Um vagão com bancos duplos de madeira, outra vez “velho oeste”.
Ufa!
Pela primeira vez consegui relaxar em toda a viagem de fuga.
Niterói, Rio de Janeiro, Campo Grande, Ponta Porã, Pedro
Juan Caballero, Assunção, Formosa, Resistência, Reconquista, Santa Fé, Rosário,
Córdoba, San Luiz e Mendoza.
Parece que percorri toda a margem direita do Rio Paraguai e metade da Argentina.
Consegui sentar sozinho em um banco duplo de madeira, joguei
minhas coisas embaixo do banco, a cabeça para trás, respirei fundo, de olhos
fechados por uns bons minutos.
Todos os acontecimentos do último mês me vieram à cabeça como num filme acelerado, em flashes, sons, imagens.
O Jornal Nacional com o Cid Moreira citando meu nome no
assalto à casa de saúde Dr. Eiras.
Eliane interrompendo a aula de matemática que eu dava no
curso SIG.
Os esconderijos em Niterói, Botafogo e Tijuca, a rodoviária
Novo Rio com tia Zezé, a invasão noturna do ônibus na fronteira São Paulo/Mato
Grosso pelo exército.
O táxi aéreo Campo Grande - Pedro Juan, o vôo no DC3 Pedro
Juan – Assunção e finalmente a longa viagem de ônibus de Assunção a Mendoza.
Pretensiosamente projetei: um dia vou escrever essa história, foram tantas as aventuras, sustos, surpresas, aprendizados, que não poderia deixar para trás.
Um menino de 21 anos com um turbilhão de idéias na cabeça, sem nenhuma experiência de vida, numa aventura de filme, filme de 007.
Fugia de uma ditadura passando por outros dois países com ditaduras militares semelhantes que tinham um acordo de repatriar qualquer opositor que ousasse cruzar suas fronteiras.
Chamavam esse acordo, orientado pela CIA de “Operação
Condor”.
O trem subia a cordilheira, neve para todo lado, paredões de gelo, eu ia feliz, aliviado.
No meu vagão, um senhor de cabelos brancos e fala nordestina, embora escondesse seu português, sentou-se na minha frente com uma brasileirinha simpática de longos e lisos cabelos negros.
Não trocamos palavra durante a primeira parte da viagem.
Eles falavam baixinho entre si, como que para esconder a
nacionalidade.
Cruzamos a fronteira juntos.
Numa mera formalidade, Carabineiros de Chile pediram nossos documentos e apresentei minha carteira de identidade, pois estava impedido de tirar passaporte.
O senhor de cabelos brancos e sua acompanhante também
apresentaram os seus.
Tensão no ar.
Sem problemas.
Passamos pelos policiais argentinos e chilenos sem qualquer observação, eram apenas burocratas cumprindo seus papéis.
Cruzada a fronteira nos olhamos e pela primeira vez trocamos
sorrisos, o alívio ficou claro, pairando no ar.
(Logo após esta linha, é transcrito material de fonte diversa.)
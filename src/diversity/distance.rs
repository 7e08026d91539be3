//! Vector distances over candidate embeddings.
//!
//! Both metrics are symmetric and satisfy the triangle inequality, which the
//! max-min selection step relies on. Cosine similarity is exposed as an
//! angular distance rather than its negation, which is not a metric.

use ndarray::{Array2, ArrayView1, Axis};
use serde::{Deserialize, Serialize};

/// Distance used by the diversity selector.
#[derive(Debug, Clone, Copy, Default, PartialEq, Eq, Serialize, Deserialize)]
#[serde(rename_all = "snake_case")]
pub enum DistanceMetric {
    /// L2 distance.
    #[default]
    Euclidean,
    /// `acos(cosine_similarity) / pi`, in `[0, 1]`.
    Angular,
}

impl DistanceMetric {
    /// Stable name used in config and logs.
    pub fn label(self) -> &'static str {
        match self {
            DistanceMetric::Euclidean => "euclidean",
            DistanceMetric::Angular => "angular",
        }
    }

    /// Normalizes rows in place when the metric only depends on direction,
    /// so [`DistanceMetric::distance_prepared`] can skip the norms.
    pub fn prepare(self, mut rows: Array2<f64>) -> Array2<f64> {
        if self == DistanceMetric::Angular {
            for mut row in rows.axis_iter_mut(Axis(0)) {
                let norm = row.dot(&row).sqrt();
                if norm > 1e-12 {
                    row.mapv_inplace(|v| v / norm);
                }
            }
        }
        rows
    }

    /// Distance between two rows produced by [`DistanceMetric::prepare`].
    pub fn distance_prepared(self, a: ArrayView1<f64>, b: ArrayView1<f64>) -> f64 {
        match self {
            DistanceMetric::Euclidean => euclidean_distance(a, b),
            DistanceMetric::Angular => {
                let cos = a.dot(&b).clamp(-1.0, 1.0);
                cos.acos() / std::f64::consts::PI
            }
        }
    }

    /// Distance between two raw vectors.
    pub fn distance(self, a: ArrayView1<f64>, b: ArrayView1<f64>) -> f64 {
        match self {
            DistanceMetric::Euclidean => euclidean_distance(a, b),
            DistanceMetric::Angular => {
                let cos = cosine_similarity(a, b).clamp(-1.0, 1.0);
                cos.acos() / std::f64::consts::PI
            }
        }
    }
}

impl std::fmt::Display for DistanceMetric {
    fn fmt(&self, f: &mut std::fmt::Formatter<'_>) -> std::fmt::Result {
        f.write_str(self.label())
    }
}

impl std::str::FromStr for DistanceMetric {
    type Err = String;

    fn from_str(s: &str) -> Result<Self, Self::Err> {
        match s.trim().to_ascii_lowercase().as_str() {
            "euclidean" | "l2" => Ok(DistanceMetric::Euclidean),
            "angular" | "cosine" => Ok(DistanceMetric::Angular),
            other => Err(format!("unknown distance metric '{}'", other)),
        }
    }
}

/// Cosine similarity between two vectors.
///
/// Returns 0.0 if either vector has near-zero norm.
pub fn cosine_similarity(a: ArrayView1<f64>, b: ArrayView1<f64>) -> f64 {
    assert_eq!(
        a.len(),
        b.len(),
        "Vectors must have the same length for cosine similarity"
    );

    let dot_product = a.dot(&b);
    let norm_a = a.dot(&a).sqrt();
    let norm_b = b.dot(&b).sqrt();

    if norm_a < 1e-10 || norm_b < 1e-10 {
        return 0.0;
    }

    dot_product / (norm_a * norm_b)
}

/// Euclidean distance between two vectors.
pub fn euclidean_distance(a: ArrayView1<f64>, b: ArrayView1<f64>) -> f64 {
    assert_eq!(
        a.len(),
        b.len(),
        "Vectors must have the same length for Euclidean distance"
    );

    a.iter()
        .zip(b.iter())
        .map(|(x, y)| (x - y).powi(2))
        .sum::<f64>()
        .sqrt()
}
Surgiu uma cumplicidade entre
nós.
Começamos a conversar em português, que delícia poder interagir
usando sua própria língua.
Na conversa, é claro, como era costume na época entre
exilados, não se perguntava nomes, origens, etc... Apenas conversas
superficiais.
Eu sabia que aquele cara não me era estranho.
Chegando a Santiago, fui buscar em artigos de jornais e
livros (ainda não existia Internet) a foto daquela figura.
Era um cara muito parecido com João Amazonas, alto dirigente
do PCdoB.
Durante muito tempo achei que tínhamos viajado juntos para o exílio no Chile.
Outra possibilidade seria Julião, das ligas camponesas de Pernambuco?
Só agora, com Internet e Wikipedia, vi que o João nunca se exilou no Chile, mas na Albânia, e Julião foi para o México. Mas pode ter sido ele, pois nessa época usava-se essa rota para chegar ao México, pois era impensável sair por um aeroporto em voo internacional.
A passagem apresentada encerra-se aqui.